Another characteristic of Alzheimer's patients is that they have low levels of dopamine, so the research team of the Japan Brain Science Center raised a question: if dopamine is supplemented for Alzheimer's patients, will it have an impact on the disease?

They used elderly mice as research subjects and injected the dopamine precursor L-DOPA intraperitoneally. After 3 days of treatment, they found that the dopamine precursor could induce the decomposition of β-amyloid protein in the brain and improve the cognitive function of mice, suggesting that regulating dopamine may have potential in the treatment of Alzheimer's disease.

Of course, this treatment method has not yet been clinically verified, and how dopamine affects the decomposition of beta-amyloid protein also needs further research.

Life-saving drugs for heart failure

In addition to these examples of dopamine treating neurological diseases, dopamine is also a life-saving drug for treating heart failure. In fact, dopamine was first used clinically as a drug to treat acute circulatory problems such as severe hypotension, heart failure, and shock. Different doses of dopamine injected intravenously have different effects on the circulatory system, mainly regulating the contraction and expansion of blood vessels, affecting blood pressure and cardiac output, and improving blood flow to different organs, especially the kidneys.

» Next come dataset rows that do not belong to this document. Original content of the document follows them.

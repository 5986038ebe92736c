use fnv::FnvHasher;
use std::{
    collections::HashMap,
    hash::{BuildHasherDefault, Hash}
};

pub type FnvHashMap<K, V> = HashMap<K, V, BuildHasherDefault<FnvHasher>>;

/// Construct a hash map with the specified capacity. The hashing algorithm is much faster than the default
/// on short keys such as grid points.
/// Note it is less robust against security attacks on key collisions.
pub fn fnv_hashmap<K: Hash + Eq, V>(capacity: usize) -> FnvHashMap<K, V> {
    let fnv = BuildHasherDefault::<FnvHasher>::default();
    HashMap::<K, V, _>::with_capacity_and_hasher(capacity, fnv)
}
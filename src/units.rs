#[derive(Eq, PartialEq, Copy, Clone, Debug)]
pub struct RowLength(pub usize);

#[derive(Eq, PartialEq, Copy, Clone, Debug)]
pub struct RowIndex(pub usize);
#[derive(Eq, PartialEq, Copy, Clone, Debug)]
pub struct ColumnIndex(pub usize);
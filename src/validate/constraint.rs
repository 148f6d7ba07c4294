//! Type-constraint evaluation.
//!
//! Pure predicates: no state, no allocation. Containers are evaluated
//! element-wise only when an element constraint is declared; without one,
//! kind membership applies to the whole value, containers included, as
//! opaque values.

use serde_json::Value;

use crate::schema::{ElementConstraint, TypeConstraint};
use crate::value::ValueKind;

/// Whether `value` satisfies `constraint`.
pub fn satisfies(constraint: &TypeConstraint, value: &Value) -> bool {
    match constraint {
        TypeConstraint::Any => true,
        TypeConstraint::Kind(kind) => ValueKind::of(value) == *kind,
        TypeConstraint::AnyOf(kinds) => kinds.contains(&ValueKind::of(value)),
        TypeConstraint::ArrayOf(of) => value
            .as_array()
            .is_some_and(|items| items.iter().all(|item| element_satisfies(of, item))),
        TypeConstraint::MapOf(of) => value
            .as_object()
            .is_some_and(|map| map.values().all(|item| element_satisfies(of, item))),
    }
}

/// Whether one collection element satisfies the inner constraint.
pub fn element_satisfies(constraint: &ElementConstraint, value: &Value) -> bool {
    match constraint {
        ElementConstraint::Any => true,
        ElementConstraint::Kind(kind) => ValueKind::of(value) == *kind,
        ElementConstraint::AnyOf(kinds) => kinds.contains(&ValueKind::of(value)),
    }
}
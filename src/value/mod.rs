//! Value model: runtime type tags, generic containers, and the
//! numeric-indifferent lookup adapter.

mod container;
mod indifferent;
mod kind;

pub use container::{Container, Key};
pub use indifferent::IndifferentMap;
pub use kind::ValueKind;
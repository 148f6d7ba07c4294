//! Cast resolution: converting raw values towards their declared type
//! before validation.
//!
//! Resolution order for one value: already-satisfying values pass
//! through untouched; then the attribute's custom `cast_with` hook; then
//! the fixed kind conversion table. A conversion the table cannot
//! express (for example towards Boolean) is a configuration error, not a
//! validation failure.
//!
//! The table is deliberately forgiving about unconvertible inputs: a
//! string that does not parse as a number is passed through unchanged so
//! the type-validation stage reports it with the expected-vs-actual
//! message instead of a cast panic.

use serde_json::Value;

use crate::schema::{AttributeSpec, ElementConstraint, TypeConstraint};
use crate::value::ValueKind;

use super::constraint;
use super::errors::{ArgumentError, Error, ValidationError};

/// Casts `value` towards the attribute's declared constraint.
///
/// Collection constraints cast element-wise; the raw value must already
/// be the right container kind — a scalar is never auto-wrapped, it
/// fails as a type mismatch.
pub fn apply(spec: &AttributeSpec, value: &Value, type_name: &str) -> Result<Value, Error> {
    match &spec.constraint {
        TypeConstraint::ArrayOf(of) => {
            let Some(items) = value.as_array() else {
                return Err(ValidationError::type_mismatch(
                    &spec.key,
                    ValueKind::of(value),
                    &spec.constraint.describe(),
                    type_name,
                )
                .into());
            };
            let target = element_target(of);
            let cast_items = items
                .iter()
                .map(|item| cast_single(spec, item, &target))
                .collect::<Result<Vec<_>, Error>>()?;
            Ok(Value::Array(cast_items))
        }
        TypeConstraint::MapOf(of) => {
            let Some(entries) = value.as_object() else {
                return Err(ValidationError::type_mismatch(
                    &spec.key,
                    ValueKind::of(value),
                    &spec.constraint.describe(),
                    type_name,
                )
                .into());
            };
            let target = element_target(of);
            let cast_entries = entries
                .iter()
                .map(|(key, item)| Ok((key.clone(), cast_single(spec, item, &target)?)))
                .collect::<Result<serde_json::Map<_, _>, Error>>()?;
            Ok(Value::Object(cast_entries))
        }
        other => cast_single(spec, value, other),
    }
}

/// Lowers an element constraint into a standalone cast target.
fn element_target(of: &ElementConstraint) -> TypeConstraint {
    match of {
        ElementConstraint::Any => TypeConstraint::Any,
        ElementConstraint::Kind(kind) => TypeConstraint::Kind(*kind),
        ElementConstraint::AnyOf(kinds) => TypeConstraint::AnyOf(kinds.clone()),
    }
}

fn cast_single(
    spec: &AttributeSpec,
    value: &Value,
    target: &TypeConstraint,
) -> Result<Value, Error> {
    if constraint::satisfies(target, value) {
        return Ok(value.clone());
    }

    if let Some(hook) = &spec.cast_with {
        return hook(value).ok_or_else(|| {
            ArgumentError::unsupported_cast(&spec.key, &target.describe()).into()
        });
    }

    match target {
        TypeConstraint::Kind(kind) => table_cast(value, *kind)
            .ok_or_else(|| ArgumentError::unsupported_cast(&spec.key, &target.describe()).into()),
        // A kind set is an ambiguous cast target; the collection forms
        // were unpacked by the caller and Any always satisfies.
        _ => Err(ArgumentError::unsupported_cast(&spec.key, &target.describe()).into()),
    }
}

/// Fixed conversion table keyed on the target kind.
///
/// `None` means no conversion exists for that target at all.
/// Inputs the target's conversion does not cover come back unchanged and
/// are left for type validation to report.
fn table_cast(value: &Value, target: ValueKind) -> Option<Value> {
    match target {
        ValueKind::String => Some(match value {
            Value::Bool(b) => Value::String(b.to_string()),
            Value::Number(n) => Value::String(n.to_string()),
            _ => value.clone(),
        }),
        ValueKind::Float => Some(match value {
            Value::Number(n) => n.as_f64().map(Value::from).unwrap_or_else(|| value.clone()),
            Value::String(s) => s
                .trim()
                .parse::<f64>()
                .ok()
                .map(Value::from)
                .unwrap_or_else(|| value.clone()),
            _ => value.clone(),
        }),
        ValueKind::Int => Some(match value {
            Value::Number(n) => n
                .as_f64()
                .map(|f| Value::from(f.trunc() as i64))
                .unwrap_or_else(|| value.clone()),
            Value::String(s) => {
                let trimmed = s.trim();
                trimmed
                    .parse::<i64>()
                    .ok()
                    .map(Value::from)
                    .or_else(|| {
                        trimmed
                            .parse::<f64>()
                            .ok()
                            .map(|f| Value::from(f.trunc() as i64))
                    })
                    .unwrap_or_else(|| value.clone())
            }
            _ => value.clone(),
        }),
        // Containers pass through; type validation reports the shape.
        ValueKind::Array | ValueKind::Object => Some(value.clone()),
        ValueKind::Bool | ValueKind::Null => None,
    }
}

#[cfg(test)]
mod tests {
    use super::*;
    use crate::value::Key;
    use serde_json::json;

    fn spec(constraint: TypeConstraint, cast_with: Option<crate::schema::CastFn>) -> AttributeSpec {
        AttributeSpec {
            key: Key::from("field"),
            constraint,
            optional: false,
            default: None,
            cast: true,
            one_of: None,
            validator: None,
            alias: None,
            transform: None,
            cast_with,
        }
    }

    #[test]
    fn test_satisfying_value_unchanged() {
        let spec = spec(TypeConstraint::Kind(ValueKind::Float), None);
        assert_eq!(apply(&spec, &json!(1.5), "T").unwrap(), json!(1.5));
    }

    #[test]
    fn test_string_to_float() {
        let spec = spec(TypeConstraint::Kind(ValueKind::Float), None);
        assert_eq!(apply(&spec, &json!("0.0"), "T").unwrap(), json!(0.0));
        assert_eq!(apply(&spec, &json!("2.5"), "T").unwrap(), json!(2.5));
    }

    #[test]
    fn test_int_to_float() {
        let spec = spec(TypeConstraint::Kind(ValueKind::Float), None);
        assert_eq!(apply(&spec, &json!(5), "T").unwrap(), json!(5.0));
    }

    #[test]
    fn test_float_to_int_truncates() {
        let spec = spec(TypeConstraint::Kind(ValueKind::Int), None);
        assert_eq!(apply(&spec, &json!(5.9), "T").unwrap(), json!(5));
        assert_eq!(apply(&spec, &json!("7"), "T").unwrap(), json!(7));
        assert_eq!(apply(&spec, &json!("7.9"), "T").unwrap(), json!(7));
    }

    #[test]
    fn test_number_to_string() {
        let spec = spec(TypeConstraint::Kind(ValueKind::String), None);
        assert_eq!(apply(&spec, &json!(5), "T").unwrap(), json!("5"));
        assert_eq!(apply(&spec, &json!(true), "T").unwrap(), json!("true"));
    }

    #[test]
    fn test_unparseable_string_left_for_validation() {
        let spec = spec(TypeConstraint::Kind(ValueKind::Float), None);
        assert_eq!(apply(&spec, &json!("abc"), "T").unwrap(), json!("abc"));
    }

    #[test]
    fn test_bool_target_has_no_conversion() {
        let spec = spec(TypeConstraint::Kind(ValueKind::Bool), None);
        let err = apply(&spec, &json!(1), "T").unwrap_err();
        assert!(matches!(
            err,
            Error::Argument(ArgumentError::UnsupportedCast { .. })
        ));
    }

    #[test]
    fn test_kind_set_target_is_ambiguous() {
        let spec = spec(TypeConstraint::number(), None);
        let err = apply(&spec, &json!("5"), "T").unwrap_err();
        assert!(matches!(
            err,
            Error::Argument(ArgumentError::UnsupportedCast { .. })
        ));
    }

    #[test]
    fn test_custom_hook_wins_over_table() {
        let spec = spec(
            TypeConstraint::Kind(ValueKind::Int),
            Some(std::sync::Arc::new(|_| Some(json!(42)))),
        );
        assert_eq!(apply(&spec, &json!("anything"), "T").unwrap(), json!(42));
    }

    #[test]
    fn test_custom_hook_refusal_is_configuration_error() {
        let spec = spec(
            TypeConstraint::Kind(ValueKind::Bool),
            Some(std::sync::Arc::new(|_| None)),
        );
        assert!(apply(&spec, &json!(1), "T").is_err());
    }

    #[test]
    fn test_collection_cast_is_element_wise() {
        let spec = spec(
            TypeConstraint::ArrayOf(ElementConstraint::Kind(ValueKind::Float)),
            None,
        );
        assert_eq!(
            apply(&spec, &json!(["1.5", 2, 3.0]), "T").unwrap(),
            json!([1.5, 2.0, 3.0])
        );
    }

    #[test]
    fn test_collection_cast_rejects_non_collection() {
        let spec = spec(
            TypeConstraint::ArrayOf(ElementConstraint::Kind(ValueKind::Float)),
            None,
        );
        let err = apply(&spec, &json!("1.5"), "T").unwrap_err();
        let validation = err.as_validation().expect("should be a validation error");
        assert!(validation.message().contains("Should be a Array"));
    }

    #[test]
    fn test_map_of_cast_converts_values() {
        let spec = spec(
            TypeConstraint::MapOf(ElementConstraint::Kind(ValueKind::Int)),
            None,
        );
        assert_eq!(
            apply(&spec, &json!({"a": "1", "b": 2.9}), "T").unwrap(),
            json!({"a": 1, "b": 2})
        );
    }
}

Through the above clinical applications and cutting-edge scientific discoveries, I believe everyone has realized the multiple functions of dopamine. Although regulating the concentration and function of dopamine is a common method for treating mental illness in clinical practice, improper use will still have side effects that cannot be ignored. For example, long-term use of levodopa may cause involuntary convulsions, hallucinations, delusions, low blood pressure or syncope. Any clinical intervention targeting dopamine should be personalized according to the status of the treatment subject to optimize the treatment effect and minimize side effects.